Durtal a écrit : Car cela consiste précisément à percevoir les choses (nous mêmes et les autres choses) que nous comprenons habituellement sous le concept de la durée, sous une sorte d’éternité. Donc non pas à comprendre des choses différentes mais à comprendre les mêmes choses d’une façon différente, façon dans laquelle les concepts relatifs au temps, à « l’occurrence », à « l’événement » n’interviennent plus.


Louisa a écrit :là-dessus nous sommes d'accord. Ce que j'y ajoute, et ce qui me semble être crucial d'un point de vue humain, c'est que le fait même de produire une conception d'une chose du point de vue de l'éternité, est un événement dans le temps. C'est cela le côté "pile" de l'affaire.


Durtal a écrit :Qu’il y ait un dédoublement dans notre façon de concevoir les choses n’implique pas que la chose ainsi conçue se dédouble ( que cette chose soit Dieu ou l’existence). C’est toujours la même confusion que tu fais.
Que je sache, si je considère une même pièce de monnaie une fois coté pile et une fois coté face, je ne considère pas du même coup deux pièces de monnaies différentes ! Mais peut être que cela passe les limites de mon pauvre entendement.

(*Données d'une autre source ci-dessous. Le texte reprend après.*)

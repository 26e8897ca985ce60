//! # token.rs
//!
//! Token vocabulary produced by the lexer and consumed by the parser.

use crate::units::Unit;
use num_complex::Complex;
use phf::Map;
use phf_macros::phf_map;
use std::fmt;

/// Error returned when a string is not an operator symbol.
#[derive(Clone, Copy, Debug, PartialEq, Eq)]
pub struct ParseOperatorError;

#[doc(hidden)]
/// Internal macro to define the closed operator set.
///
/// Each operator declares the symbol the lexer matches and whether it is written
/// after its operand.
macro_rules! operator_kinds {
    ($( $name:ident => { symbol: $symbol:literal, postfix: $postfix:literal } ),+ $(,)?) => {
        /// Every operator the lexer can emit.
        #[derive(Clone, Copy, Debug, PartialEq, Eq, Hash)]
        pub enum OperatorKind {
            $( $name ),+
        }

        impl OperatorKind {
            pub fn symbol(&self) -> &'static str {
                match self {
                    $( Self::$name => $symbol, )+
                }
            }

            /// Returns `true` for operators written after their operand (`!`, `++`, `--`).
            pub fn is_postfix(&self) -> bool {
                match self {
                    $( Self::$name => $postfix, )+
                }
            }

            pub fn names() -> &'static [&'static str] {
                &[ $( $symbol ),+ ]
            }
        }

        impl std::str::FromStr for OperatorKind {
            type Err = ParseOperatorError;

            fn from_str(s: &str) -> Result<Self, Self::Err> {
                match s {
                    $( $symbol => Ok(Self::$name), )+
                    // assignment accepts both spellings
                    "=" => Ok(Self::Assign),
                    _ => Err(ParseOperatorError),
                }
            }
        }
    };
}

operator_kinds! {
    Plus         => { symbol: "+",   postfix: false },
    Minus        => { symbol: "-",   postfix: false },
    Multiply     => { symbol: "*",   postfix: false },
    Divide       => { symbol: "/",   postfix: false },
    Power        => { symbol: "^",   postfix: false },
    Modulo       => { symbol: "%",   postfix: false },
    Rational     => { symbol: "//",  postfix: false },
    Negate       => { symbol: "neg", postfix: false },

    Less         => { symbol: "<",   postfix: false },
    LessEqual    => { symbol: "<=",  postfix: false },
    Greater      => { symbol: ">",   postfix: false },
    GreaterEqual => { symbol: ">=",  postfix: false },
    Equal        => { symbol: "==",  postfix: false },
    NotEqual     => { symbol: "!=",  postfix: false },

    BitAnd       => { symbol: "&",   postfix: false },
    BitOr        => { symbol: "|",   postfix: false },
    Xor          => { symbol: "xor", postfix: false },
    Nand         => { symbol: "nand", postfix: false },
    Nor          => { symbol: "nor", postfix: false },
    Implication  => { symbol: "->",  postfix: false },
    Equivalence  => { symbol: "<->", postfix: false },
    And          => { symbol: "&&",  postfix: false },
    Or           => { symbol: "||",  postfix: false },
    Not          => { symbol: "~",   postfix: false },

    Assign       => { symbol: ":=",  postfix: false },
    AddAssign    => { symbol: "+=",  postfix: false },
    SubAssign    => { symbol: "-=",  postfix: false },
    MulAssign    => { symbol: "*=",  postfix: false },
    DivAssign    => { symbol: "/=",  postfix: false },
    Increment    => { symbol: "++",  postfix: true },
    Decrement    => { symbol: "--",  postfix: true },
    Factorial    => { symbol: "!",   postfix: true },
}

impl OperatorKind {
    /// Returns `true` for `:=`/`=` and the compound assignments.
    pub fn is_assignment(&self) -> bool {
        matches!(self, Self::Assign | Self::AddAssign | Self::SubAssign | Self::MulAssign | Self::DivAssign)
    }
}

/// Case-insensitive word spellings of operators.
static WORD_OPERATORS: Map<&'static str, OperatorKind> = phf_map! {
    "and"  => OperatorKind::BitAnd,
    "or"   => OperatorKind::BitOr,
    "xor"  => OperatorKind::Xor,
    "not"  => OperatorKind::Not,
    "mod"  => OperatorKind::Modulo,
    "impl" => OperatorKind::Implication,
    "eq"   => OperatorKind::Equivalence,
    "nand" => OperatorKind::Nand,
    "nor"  => OperatorKind::Nor,
};

/// Looks up a word operator, ignoring ASCII case.
pub fn word_operator(word: &str) -> Option<OperatorKind> {
    WORD_OPERATORS.get(word.to_ascii_lowercase().as_str()).copied()
}

/// Brackets and the argument separator.
#[derive(Clone, Copy, Debug, PartialEq, Eq, Hash)]
pub enum SymbolKind {
    OpenParen,
    CloseParen,
    OpenBrace,
    CloseBrace,
    Comma,
}

impl SymbolKind {
    pub fn symbol(&self) -> char {
        match self {
            Self::OpenParen => '(',
            Self::CloseParen => ')',
            Self::OpenBrace => '{',
            Self::CloseBrace => '}',
            Self::Comma => ',',
        }
    }

    pub fn is_open(&self) -> bool {
        matches!(self, Self::OpenParen | Self::OpenBrace)
    }

    pub fn is_close(&self) -> bool {
        matches!(self, Self::CloseParen | Self::CloseBrace)
    }
}

/// A single lexical token.
#[derive(Debug, Clone, PartialEq)]
pub enum Token {
    /// Real numeric literal.
    Number(f64),

    /// Complex literal (`2i`, `3-2i`, `2∠45°`).
    Complex(Complex<f64>),

    Boolean(bool),

    /// Variable or constant name.
    Identifier(String),

    /// Name directly followed by a bracket, with the number of top-level arguments.
    Function { name: String, arity: usize },

    /// Unit suffix following a numeric literal.
    Unit(Unit),

    Operator(OperatorKind),

    Symbol(SymbolKind),
}

impl Token {
    /// Returns `true` if the token can close an operand.
    pub fn ends_value(&self) -> bool {
        match self {
            Self::Number(_) | Self::Complex(_) | Self::Boolean(_) | Self::Identifier(_) | Self::Unit(_) => true,
            Self::Symbol(sym) => sym.is_close(),
            Self::Operator(op) => op.is_postfix(),
            Self::Function { .. } => false,
        }
    }
}

impl fmt::Display for Token {
    fn fmt(&self, f: &mut fmt::Formatter<'_>) -> fmt::Result {
        match self {
            Self::Number(v) => write!(f, "{v}"),
            Self::Complex(c) => write!(f, "{}{:+}i", c.re, c.im),
            Self::Boolean(b) => write!(f, "{b}"),
            Self::Identifier(name) => write!(f, "{name}"),
            Self::Function { name, .. } => write!(f, "{name}"),
            Self::Unit(unit) => write!(f, "{unit}"),
            Self::Operator(op) => write!(f, "{}", op.symbol()),
            Self::Symbol(sym) => write!(f, "{}", sym.symbol()),
        }
    }
}

#[cfg(test)]
mod operator_kind_tests {
    use super::*;
    use std::str::FromStr;

    #[test]
    fn test_from_str() {
        assert_eq!(OperatorKind::from_str("+"), Ok(OperatorKind::Plus));
        assert_eq!(OperatorKind::from_str("//"), Ok(OperatorKind::Rational));
        assert_eq!(OperatorKind::from_str("<->"), Ok(OperatorKind::Equivalence));
        assert_eq!(OperatorKind::from_str("="), Ok(OperatorKind::Assign));
        assert_eq!(OperatorKind::from_str(":="), Ok(OperatorKind::Assign));
        assert!(OperatorKind::from_str("<-").is_err());
        assert!(OperatorKind::from_str("").is_err());
    }

    #[test]
    fn test_postfix() {
        assert!(OperatorKind::Factorial.is_postfix());
        assert!(OperatorKind::Increment.is_postfix());
        assert!(!OperatorKind::Minus.is_postfix());
        assert!(OperatorKind::DivAssign.is_assignment());
        assert!(!OperatorKind::Equal.is_assignment());
    }

    #[test]
    fn test_word_operator() {
        assert_eq!(word_operator("AND"), Some(OperatorKind::BitAnd));
        assert_eq!(word_operator("Mod"), Some(OperatorKind::Modulo));
        assert_eq!(word_operator("eq"), Some(OperatorKind::Equivalence));
        assert_eq!(word_operator("sin"), None);
    }
}

#[cfg(test)]
mod token_tests {
    use super::*;

    #[test]
    fn test_ends_value() {
        assert!(Token::Number(1.0).ends_value());
        assert!(Token::Symbol(SymbolKind::CloseBrace).ends_value());
        assert!(Token::Operator(OperatorKind::Factorial).ends_value());
        assert!(!Token::Operator(OperatorKind::Plus).ends_value());
        assert!(!Token::Symbol(SymbolKind::Comma).ends_value());
        assert!(!Token::Function { name: "sin".into(), arity: 1 }.ends_value());
    }

    #[test]
    fn test_display() {
        assert_eq!(Token::Complex(Complex::new(3.0, -2.0)).to_string(), "3-2i");
        assert_eq!(Token::Operator(OperatorKind::Assign).to_string(), ":=");
        assert_eq!(Token::Symbol(SymbolKind::OpenBrace).to_string(), "{");
    }
}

Louisa a écrit :Il ne s'agit pas de faire d'une seule et même CHOSE deux CHOSES, mais de reconnaître qu'une seule et même chose s'exprime de façon différentes. Quand tu nies cela, tu peux effectivement dire, comme tu l'as fait dans l'autre discussion, que le "corps c'est l'esprit".


je n'ai jamais dit cela j'ai dit que c'était la même modification. Mais c'est pas grave.

Louisa a écrit : Mais c'est dire que le côté pile c'est le côté face, là où même un enfant sait reconnaître la différence pile-face, et que comme tu le sais, jamais le côté face d'une pièce deviendra le côté pile. C'est la même chose (mutatis mutandis) pour la durée et l'éternité: l'un n'enveloppe pas le concept de l'autre, on ne peut donc concevoir l'un du point de vue de l'autre (abstraitement ou non). Il s'agit de deux points de vue différents. Sur la même chose, bien sûr.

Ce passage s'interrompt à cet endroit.